A NSW Local Court has rejected the suggestion that the method of assessing damages for loss of use depends on whether the chattel is income producing or non-income producing.
The plaintiff operated a hire car business and owned a 2009 Toyota Camry. The vehicle was not part of the plaintiff’s fleet of vehicles available for hire. Rather, the vehicle was used primarily by the director and other employees for business purposes, such as travelling between branches to deliver and collect hire vehicles.
On 24 August 2015, the vehicle was damaged in a collision caused by the defendant. While the vehicle was being repaired during a period of almost two weeks, the plaintiff entered a credit hire arrangement for a replacement vehicle. The director gave evidence that the plaintiff was unable to replace the vehicle from its fleet because 100% of its fleet of large vehicles was being utilised.
The plaintiff claimed damages in the amount of $1,596.80 for loss of use of its vehicle, based on the market rate for hiring a replacement.
The defendant argued that the damages should be assessed by reference to the interest calculated on the capital value of the vehicle during the period of loss. The defendant submitted that a distinction should be drawn between the measure of damages for loss of use of an ‘income producing chattel’ and a ‘non-income producing chattel’. The defendant characterised the plaintiff’s vehicle as an ‘income producing chattel’, in which case he said the loss is usually assessed by way of loss of profits or, in the absence of such losses, the loss on the capital value of the chattel.

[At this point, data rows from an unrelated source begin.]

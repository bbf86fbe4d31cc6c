//! Request extractors shared by the page handlers.

use axum::{
    extract::{FromRequestParts, Path},
    http::request::Parts,
};

use crate::error::AppError;

/// Url id taken from the `{id}` route segment.
///
/// A segment that is not an integer names no Url, so it is rejected with the
/// not-found page instead of axum's plain-text 400.
#[derive(Debug, Clone, Copy, PartialEq, Eq)]
pub struct UrlId(pub i64);

impl<S> FromRequestParts<S> for UrlId
where
    S: Send + Sync,
{
    type Rejection = AppError;

    async fn from_request_parts(parts: &mut Parts, state: &S) -> Result<Self, Self::Rejection> {
        match Path::<i64>::from_request_parts(parts, state).await {
            Ok(Path(id)) => Ok(UrlId(id)),
            Err(rejection) => {
                tracing::debug!(path = %parts.uri.path(), error = %rejection, "Rejected Url id");
                Err(AppError::not_found("Url not found"))
            }
        }
    }
}
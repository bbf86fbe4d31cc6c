//! Index page with the Url registration form.

use askama::Template;
use askama_web::WebTemplate;
use axum::response::Response;

use crate::web::flash::{Flash, IncomingFlashes, render_with_flashes};

/// Template for the index page.
///
/// `url` pre-fills the input when the form is re-rendered after a
/// validation error.
#[derive(Template, WebTemplate)]
#[template(path = "index.html")]
pub struct IndexTemplate {
    pub flashes: Vec<Flash>,
    pub url: String,
}

/// Renders the index page.
///
/// # Endpoint
///
/// `GET /`
pub async fn index_handler(flashes: IncomingFlashes) -> Response {
    let incoming = !flashes.is_empty();
    render_with_flashes(
        incoming,
        IndexTemplate {
            flashes: flashes.into_inner(),
            url: String::new(),
        },
    )
}
use std::time::Duration;

use async_trait::async_trait;
use reqwest::{Client, redirect::Policy};

use crate::config::Config;
use crate::domain::page_fetcher::{FetchError, FetchedPage, PageFetcher};

/// Fetches pages with a shared `reqwest` client.
#[derive(Clone)]
pub struct ReqwestPageFetcher {
    http: Client,
}

impl ReqwestPageFetcher {
    /// Builds the client with the given request timeout and user agent.
    ///
    /// # Errors
    ///
    /// Returns an error if the TLS backend cannot be initialized.
    pub fn new(timeout: Duration, user_agent: &str) -> Result<Self, reqwest::Error> {
        let http = Client::builder()
            .user_agent(user_agent)
            .gzip(true)
            .brotli(true)
            .deflate(true)
            .redirect(Policy::limited(8))
            .timeout(timeout)
            .build()?;

        Ok(Self { http })
    }

    /// Builds the client from `FETCH_TIMEOUT_SECONDS` and `FETCH_USER_AGENT`.
    pub fn from_config(config: &Config) -> Result<Self, reqwest::Error> {
        Self::new(
            Duration::from_secs(config.fetch_timeout_seconds),
            &config.fetch_user_agent,
        )
    }
}

#[async_trait]
impl PageFetcher for ReqwestPageFetcher {
    async fn fetch(&self, url: &str) -> Result<FetchedPage, FetchError> {
        let response = self
            .http
            .get(url)
            .send()
            .await
            .map_err(|e| map_reqwest_error(url, e))?;

        let status = response.status();
        if !status.is_success() {
            tracing::warn!(url, status = status.as_u16(), "Page responded with an error status");
            return Err(FetchError::Status {
                url: url.to_string(),
                status: status.as_u16(),
            });
        }

        let body = response
            .text()
            .await
            .map_err(|e| map_reqwest_error(url, e))?;

        tracing::info!(url, status = status.as_u16(), "The response from the site was received");
        Ok(FetchedPage {
            status_code: status.as_u16(),
            body,
        })
    }
}

fn map_reqwest_error(url: &str, e: reqwest::Error) -> FetchError {
    tracing::warn!(url, error = %e, "Error when requesting the site");
    if e.is_timeout() {
        FetchError::Timeout {
            url: url.to_string(),
        }
    } else {
        FetchError::Request {
            url: url.to_string(),
            reason: e.to_string(),
        }
    }
}
//! HTTP access to registered pages.
//!
//! - [`fetcher`] - [`PageFetcher`](crate::domain::page_fetcher::PageFetcher) over `reqwest`
//! - [`html`] - Extraction of page metadata with `scraper`

pub mod fetcher;
pub mod html;

pub use fetcher::ReqwestPageFetcher;
pub use html::extract_page_summary;
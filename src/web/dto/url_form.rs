use serde::Deserialize;
use validator::{Validate, ValidationErrors};

/// Form posted by the index page.
///
/// Only presence is checked here; length and syntax are checked by
/// [`UrlService::register`](crate::application::services::UrlService::register).
#[derive(Debug, Deserialize, Validate)]
pub struct UrlForm {
    #[serde(default)]
    #[validate(length(min = 1, message = "URL is required"))]
    pub url: String,
}

impl UrlForm {
    /// Validates the form and returns the first error message, if any.
    pub fn first_error(&self) -> Option<String> {
        self.validate().err().map(|errors| first_message(&errors))
    }
}

fn first_message(errors: &ValidationErrors) -> String {
    errors
        .field_errors()
        .values()
        .flat_map(|errs| errs.iter())
        .find_map(|e| e.message.as_ref().map(|m| m.to_string()))
        .unwrap_or_else(|| "Invalid URL".to_string())
}
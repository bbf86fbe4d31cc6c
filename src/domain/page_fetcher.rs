//! Contract for fetching the page of a registered Url.

use async_trait::async_trait;

/// A successfully fetched page.
#[derive(Debug, Clone, PartialEq, Eq)]
pub struct FetchedPage {
    pub status_code: u16,
    pub body: String,
}

/// Failure to obtain a usable page.
///
/// Kept apart from storage errors: an unreachable site is an expected outcome
/// of a check, not a server failure.
#[derive(Debug, thiserror::Error)]
pub enum FetchError {
    #[error("request to {url} failed: {reason}")]
    Request { url: String, reason: String },

    #[error("request to {url} timed out")]
    Timeout { url: String },

    #[error("{url} responded with status {status}")]
    Status { url: String, status: u16 },
}

/// Fetches pages over HTTP.
#[cfg_attr(test, mockall::automock)]
#[async_trait]
pub trait PageFetcher: Send + Sync {
    /// Fetches `url` and returns its status and body.
    ///
    /// # Errors
    ///
    /// Returns [`FetchError`] if the request fails, times out, or the response
    /// status is not a success.
    async fn fetch(&self, url: &str) -> Result<FetchedPage, FetchError>;
}
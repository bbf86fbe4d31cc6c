//! Top-level router configuration.
//!
//! # Route Structure
//!
//! - `/`, `/urls/*`, `/health` - see [`crate::web::routes`]
//! - `/static/*`               - Static assets
//!
//! # Middleware
//!
//! - **Tracing** - Structured request/response logging
//! - **Path normalization** - Trailing slash handling

use crate::state::AppState;
use crate::web;
use crate::web::middleware::tracing;
use axum::Router;
use tower::Layer;
use tower_http::normalize_path::{NormalizePath, NormalizePathLayer};
use tower_http::services::ServeDir;

/// Constructs the application router with all routes and middleware.
pub fn app_router(state: AppState) -> NormalizePath<Router> {
    let router = web::routes::routes()
        .nest_service("/static", ServeDir::new("static"))
        .fallback(not_found_handler)
        .with_state(state)
        .layer(tracing::layer());

    NormalizePathLayer::trim_trailing_slash().layer(router)
}

async fn not_found_handler() -> crate::error::AppError {
    crate::error::AppError::not_found("No route")
}
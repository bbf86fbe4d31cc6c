//! Utility functions shared by the services and the admin CLI.
//!
//! - [`url_normalizer`] - URL validation and normalization

pub mod url_normalizer;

The Court disagreed with the defendant’s attempt to differentiate between income and non-income producing chattels for the purpose of assessing damages. The Court noted that, although the nature of the damaged chattel is a relevant consideration, the application of the principles relating to the assessment of damages is not materially different and will ultimately depend on the facts. Accordingly, the Court declined to categorise the plaintiff’s vehicle as either income or non-income producing. It found that to do so would erroneously link loss of profits with the loss of use, which are two separate (albeit related) heads of damage.

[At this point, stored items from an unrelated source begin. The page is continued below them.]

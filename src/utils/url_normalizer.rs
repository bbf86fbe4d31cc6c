//! URL validation and normalization.
//!
//! Registered pages are identified by their origin: two inputs that differ
//! only in path, query, fragment, case or default port name the same page.

use url::{Host, Url};

/// Maximum length of a URL accepted for registration, matching `urls.name`.
pub const MAX_URL_LENGTH: usize = 255;

/// Errors that can occur while validating user input.
#[derive(Debug, Clone, PartialEq, Eq, thiserror::Error)]
pub enum UrlValidationError {
    #[error("URL is required")]
    Empty,

    #[error("URL exceeds 255 characters")]
    TooLong,

    #[error("Invalid URL")]
    Invalid,
}

/// Validates raw user input as an absolute HTTP(S) URL.
///
/// # Errors
///
/// - [`UrlValidationError::Empty`] for blank input
/// - [`UrlValidationError::TooLong`] above [`MAX_URL_LENGTH`] characters
/// - [`UrlValidationError::Invalid`] when the input does not parse, has a
///   scheme other than `http`/`https`, or its host is neither an IP address
///   nor a domain with a top-level label (`localhost` is rejected)
pub fn validate_url(input: &str) -> Result<Url, UrlValidationError> {
    let input = input.trim();

    if input.is_empty() {
        return Err(UrlValidationError::Empty);
    }
    if input.chars().count() > MAX_URL_LENGTH {
        return Err(UrlValidationError::TooLong);
    }

    let url = Url::parse(input).map_err(|_| UrlValidationError::Invalid)?;

    if !matches!(url.scheme(), "http" | "https") {
        return Err(UrlValidationError::Invalid);
    }
    match url.host() {
        Some(Host::Ipv4(_) | Host::Ipv6(_)) => Ok(url),
        Some(Host::Domain(domain)) if is_qualified_domain(domain) => Ok(url),
        _ => Err(UrlValidationError::Invalid),
    }
}

fn is_qualified_domain(domain: &str) -> bool {
    let domain = domain.strip_suffix('.').unwrap_or(domain);
    let labels: Vec<&str> = domain.split('.').collect();

    let Some(tld) = labels.last() else {
        return false;
    };

    labels.len() >= 2
        && labels.iter().all(|label| !label.is_empty())
        && tld.len() >= 2
        && !tld.chars().all(|c| c.is_ascii_digit())
}

/// Reduces a validated URL to `scheme://host[:port]`.
///
/// The scheme and host are lowercased by the parser; default ports are
/// dropped, other ports are kept.
pub fn normalize_url(url: &Url) -> String {
    let host = url.host_str().unwrap_or_default();
    match url.port() {
        Some(port) => format!("{}://{}:{}", url.scheme(), host, port),
        None => format!("{}://{}", url.scheme(), host),
    }
}

/// Validates and normalizes in one step.
pub fn validate_and_normalize(input: &str) -> Result<String, UrlValidationError> {
    validate_url(input).map(|url| normalize_url(&url))
}
//! HTTP server initialization and runtime setup.
//!
//! Handles database connections, migrations, the page fetcher and the Axum
//! server lifecycle.

use crate::config::Config;
use crate::domain::page_fetcher::PageFetcher;
use crate::infrastructure::http::ReqwestPageFetcher;
use crate::infrastructure::persistence::Database;
use crate::routes::app_router;
use crate::state::AppState;

use anyhow::{Context, Result};
use axum::ServiceExt;
use axum::extract::Request;
use std::net::SocketAddr;
use std::sync::Arc;

/// Runs the HTTP server with the given configuration.
///
/// Initializes:
/// - PostgreSQL connection pool
/// - Apply migrations
/// - HTTP client for page checks
/// - Axum HTTP server
///
/// # Errors
///
/// Returns an error if:
/// - Database connection or migration fails
/// - Server bind fails
/// - Server runtime error occurs
pub async fn run(config: Config) -> Result<()> {
    let database = Database::connect(&config)
        .await
        .context("Failed to connect to database")?;
    tracing::info!("Connected to database");

    sqlx::migrate!("./migrations")
        .run(database.pool())
        .await
        .context("Failed to migrate")?;

    let fetcher: Arc<dyn PageFetcher> = Arc::new(ReqwestPageFetcher::from_config(&config)?);

    let state = AppState::new(database, fetcher, &config.secret_key);

    let app = app_router(state);

    let addr: SocketAddr = config.listen_addr.parse()?;
    let listener = tokio::net::TcpListener::bind(addr).await?;
    tracing::info!("Listening on http://{addr}");

    axum::serve(listener, ServiceExt::<Request>::into_make_service(app))
        .with_graceful_shutdown(shutdown_signal())
        .await?;

    Ok(())
}

async fn shutdown_signal() {
    if let Err(e) = tokio::signal::ctrl_c().await {
        tracing::error!("Failed to listen for shutdown signal: {}", e);
    }
    tracing::info!("Shutting down");
}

The Court decided that a plaintiff who takes steps to reduce a loss of profits by obtaining a temporary replacement may recover the cost of the replacement under the head of damages for loss of use. The Court adopted Ipp AJA’s comments in Athanasopoulos v Moseley that the underlying measure of damages is the ‘need’ to replace the damaged vehicle. In the context of a business, the ‘need’ was that the vehicle was necessary to support the operations of the business.
The Court was satisfied that the plaintiff failed to establish the requisite ‘need’ because, although 100% of its large vehicle fleet was being utilised, less than 100% of the plaintiff’s other types of vehicles were being utilised. The plaintiff had hire vehicles available in the ‘mid size auto’, ‘medium auto’ and ‘economy auto’ categories, but failed to explain why those vehicles were not used as a replacement. The Court further held that the plaintiff was wrong to think that it was limited to a replacement that was similar to the damaged vehicle. The issue of comparative vehicles only becomes relevant when ‘need’ is established and the court must consider the cost of hiring a comparative vehicle.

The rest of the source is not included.